El orden de los libros de una persona, sobre todo si se sale de las formas que hemos adquirido de las bibliotecas públicas, revela algo sobre su personalidad, sus manías, su visión del mundo. Ordenando su biblioteca personal, los lectores se pueden permitir romper con la esclavitud de los géneros y las etiquetas. En este punto son más libres que los libreros, los editores y, según se mire, que los propios autores.

Una vez estuve en casa de un editor alemán que nos contó que antes tenía los libros separados por países y, dentro de cada grupo, alfabéticamente. Pero que, un día en que se aburría, reordenó toda su extensa biblioteca por fechas de nacimiento de los autores, sin distinguir origen o género. Nos explicó que, ya mientras lo hacía, quedaba fascinado al descubrir coincidencias en el tiempo de las que no había sido tan consciente hasta entonces. Colocando los libros de este modo, quedan juntos, por ejemplo, Emilio Salgari, Edith Wharton y Arthur Schnitzler, todos nacidos en 1862. Y, de pronto, se cae en la cuenta de que mientras en 1896 Salgari publica 'Los tigres de Mompracem', Schnitzler termina de escribir su obra de teatro 'La ronda', aunque, por su contenido considerado inmoral, no llegará a estrenarla hasta 20 años más tarde, poco antes de que Wharton publique 'La edad de la inocencia'. Para entonces, el pobre Salgari, a quien tantas fantásticas tardes de lectura adolescente debemos, ya llevará nueve años muerto. Asediado por las deudas, se suicidó haciéndose el harakiri.

Por supuesto que el orden alfabético, por fuerza, ha de producir también combinaciones curiosas, pero no tienen el mismo poder de asociación. 

Si bien, ahora que lo pienso, se dan casos de sobrevaloración, no tanto del orden alfabético, sino de sus consecuencias. Y hablo con conocimiento de causa, no sólo porque le deba un grupo de queridas amigas de mi época escolar, cuyos apellidos empiezan por Lo, Pa, Pe y Ru.

Cuando se editó mi novela 'Don de lenguas' en inglés, la editora dijo que una novela escrita a cuatro manos por dos autoras de nacionalidades distintas era algo difícil de asimilar por los lectores. Necesitábamos un seudónimo. Porque Ribas y Hofmann... ¡Imposible! Según ella, el cortocircuito en la mente de los posibles compradores del libro estaba asegurado. En el caso de esta editora sigo preguntándome por qué se dedica a esto si cree que su público tiene tales limitaciones cognitivas. Pero que te traduzcan al inglés es demasiado goloso como para ponerse exquisita y aceptamos. Con lo cual llegó la segunda condición: el apellido que escogiéramos para el seudónimo tenía que quedar por la mitad del alfabeto. ¿La razón?
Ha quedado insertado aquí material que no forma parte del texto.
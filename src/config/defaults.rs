//! Default configuration values
//!
//! All constants used throughout the config module are defined here.

/// Directory name under the platform data directory
pub const APP_DIR_NAME: &str = "hotkey-registry";

/// Settings file inside the root settings directory
pub const CONFIG_FILE_NAME: &str = "settings.json";

/// Conflict document exported for the settings UI
pub const DEFAULT_CONFLICTS_FILE: &str = crate::hotkeys::DEFAULT_CONFLICTS_FILE;

/// Conflict export is on by default
pub const DEFAULT_PERSIST_CONFLICTS: bool = true;

/// Keep every contender on a handle
pub const DEFAULT_MULTI_OWNER: bool = true;

/// tracing `EnvFilter` directive used when `RUST_LOG` is unset
pub const DEFAULT_LOG_FILTER: &str = "info";
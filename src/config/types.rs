//! Configuration type definitions

use std::path::PathBuf;

use serde::{Deserialize, Serialize};

use super::defaults::{
    APP_DIR_NAME, DEFAULT_CONFLICTS_FILE, DEFAULT_LOG_FILTER, DEFAULT_MULTI_OWNER,
    DEFAULT_PERSIST_CONFLICTS,
};

/// Settings for the hotkey registry.
///
/// Stored as camelCase JSON; every field may be omitted.
#[derive(Debug, Clone, PartialEq, Eq, Serialize, Deserialize)]
#[serde(rename_all = "camelCase")]
pub struct Config {
    /// Override of the root settings directory
    #[serde(default, skip_serializing_if = "Option::is_none")]
    pub settings_dir: Option<PathBuf>,
    /// File name of the exported conflict document
    #[serde(default = "default_conflicts_file")]
    pub conflicts_file: String,
    #[serde(default = "default_persist_conflicts")]
    pub persist_conflicts: bool,
    #[serde(default = "default_multi_owner")]
    pub multi_owner: bool,
    #[serde(default = "default_log_filter")]
    pub log_filter: String,
}

fn default_conflicts_file() -> String {
    DEFAULT_CONFLICTS_FILE.to_string()
}
fn default_persist_conflicts() -> bool {
    DEFAULT_PERSIST_CONFLICTS
}
fn default_multi_owner() -> bool {
    DEFAULT_MULTI_OWNER
}
fn default_log_filter() -> String {
    DEFAULT_LOG_FILTER.to_string()
}

impl Default for Config {
    fn default() -> Self {
        Config {
            settings_dir: None,
            conflicts_file: default_conflicts_file(),
            persist_conflicts: default_persist_conflicts(),
            multi_owner: default_multi_owner(),
            log_filter: default_log_filter(),
        }
    }
}

impl Config {
    /// Root settings directory: the configured override, else the platform
    /// data directory, else the temp dir.
    pub fn settings_root(&self) -> PathBuf {
        match &self.settings_dir {
            Some(dir) => dir.clone(),
            None => default_settings_root(),
        }
    }

    /// Fixed path of the exported conflict document.
    pub fn conflicts_path(&self) -> PathBuf {
        self.settings_root().join(&self.conflicts_file)
    }
}

pub fn default_settings_root() -> PathBuf {
    dirs::data_local_dir()
        .unwrap_or_else(std::env::temp_dir)
        .join(APP_DIR_NAME)
}
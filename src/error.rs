use thiserror::Error;
use tracing::{error, warn};

use crate::hotkeys::{BackendError, Hotkey, PersistenceError, ShortcutParseError};

/// Error severity for UI display
#[derive(Debug, Clone, Copy, PartialEq, Eq)]
pub enum ErrorSeverity {
    Info,     // informational
    Warning,  // recoverable
    Error,    // operation failed
    Critical, // requires user action
}

/// Hotkey subsystem errors.
///
/// Conflicts are normally reported as `ConflictKind` values; these variants
/// exist for call sites that need to surface them as errors (CLI, UI).
#[derive(Error, Debug)]
pub enum HotkeyError {
    #[error("Invalid hotkey: {0}")]
    InvalidHotkey(String),

    #[error("Invalid shortcut text: {0}")]
    Parse(#[from] ShortcutParseError),

    #[error("Hotkey {hotkey} is reserved by the system")]
    SystemConflict { hotkey: Hotkey },

    #[error("Hotkey {hotkey} is already used by {module_name}/{hotkey_name}")]
    InAppConflict {
        hotkey: Hotkey,
        module_name: String,
        hotkey_name: String,
    },

    #[error("Action for '{hotkey_name}' failed: {message}")]
    ActionFailed {
        hotkey_name: String,
        message: String,
    },

    #[error("Conflict export failed: {0}")]
    Persistence(#[from] PersistenceError),

    #[error("Hotkey backend error: {0}")]
    Backend(#[from] BackendError),

    #[error("Configuration error: {0}")]
    Config(String),
}

impl HotkeyError {
    pub fn severity(&self) -> ErrorSeverity {
        match self {
            Self::InvalidHotkey(_) | Self::Parse(_) => ErrorSeverity::Warning,
            Self::SystemConflict { .. } | Self::InAppConflict { .. } => ErrorSeverity::Warning,
            Self::ActionFailed { .. } => ErrorSeverity::Error,
            Self::Persistence(_) => ErrorSeverity::Warning,
            Self::Backend(BackendError::Unavailable(_)) => ErrorSeverity::Critical,
            Self::Backend(_) => ErrorSeverity::Error,
            Self::Config(_) => ErrorSeverity::Info,
        }
    }

    pub fn user_message(&self) -> String {
        match self {
            Self::InvalidHotkey(msg) => {
                format!("{} is not a valid shortcut: use a modifier and a key", msg)
            }
            Self::Parse(e) => format!("Could not read shortcut: {}", e),
            Self::SystemConflict { hotkey } => {
                format!("{} is reserved by the system or another application", hotkey)
            }
            Self::InAppConflict {
                hotkey,
                module_name,
                hotkey_name,
            } => format!("{} is already used by {} ({})", hotkey, module_name, hotkey_name),
            Self::ActionFailed { hotkey_name, .. } => {
                format!("The action for {} stopped unexpectedly", hotkey_name)
            }
            Self::Persistence(_) => "Could not save the shortcut conflict list".to_string(),
            Self::Backend(e) => format!("Global shortcuts are unavailable: {}", e),
            Self::Config(msg) => format!("Configuration issue: {}", msg),
        }
    }
}

pub type Result<T> = std::result::Result<T, HotkeyError>;

/// Extension trait for silent error logging with caller location tracking.
/// Use when the operation is recoverable and the user doesn't need to know.
///
/// # Examples
///
/// ```ignore
/// use hotkey_registry::error::ResultExt;
///
/// registry.export_conflicts().warn_on_err();
/// ```
pub trait ResultExt<T> {
    /// Log error with caller location and return None. Use for recoverable failures.
    fn log_err(self) -> Option<T>;
    /// Log as warning with caller location and return None. Use for expected failures.
    fn warn_on_err(self) -> Option<T>;
}

impl<T, E: std::fmt::Debug> ResultExt<T> for std::result::Result<T, E> {
    #[track_caller]
    fn log_err(self) -> Option<T> {
        match self {
            Ok(value) => Some(value),
            Err(error) => {
                let caller = std::panic::Location::caller();
                error!(
                    error = ?error,
                    file = caller.file(),
                    line = caller.line(),
                    "Operation failed"
                );
                None
            }
        }
    }

    #[track_caller]
    fn warn_on_err(self) -> Option<T> {
        match self {
            Ok(value) => Some(value),
            Err(error) => {
                let caller = std::panic::Location::caller();
                warn!(
                    error = ?error,
                    file = caller.file(),
                    line = caller.line(),
                    "Operation had warning"
                );
                None
            }
        }
    }
}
Así queda en la parte central de las estanterías de las librerías. Los compradores no tienen que levantar la cabeza y tampoco tienen que agacharse. Una medida de protección, pues es bien sabido que todos los lectores de Auster sufren graves daños en las cervicales y los de Zanón tremendos ataques de lumbago.

¿Cómo nos llamamos al final? Sara Moliner. Lo que nos colocaba en la franja privilegiada que va de la H a la M. No sé cómo no estamos todos los autores cambiándonos los apellidos para ocupar esas estanterías de ventas aseguradas, porque caen justo delante de los ojos de los lectores potenciales. Lectores de sanas espaldas. No como los de Auster y Zanón, sólo superados, en cuanto a maltrato físico se refiere, por los de Stefan Zweig, que llenan las consultas de los fisioterapeutas.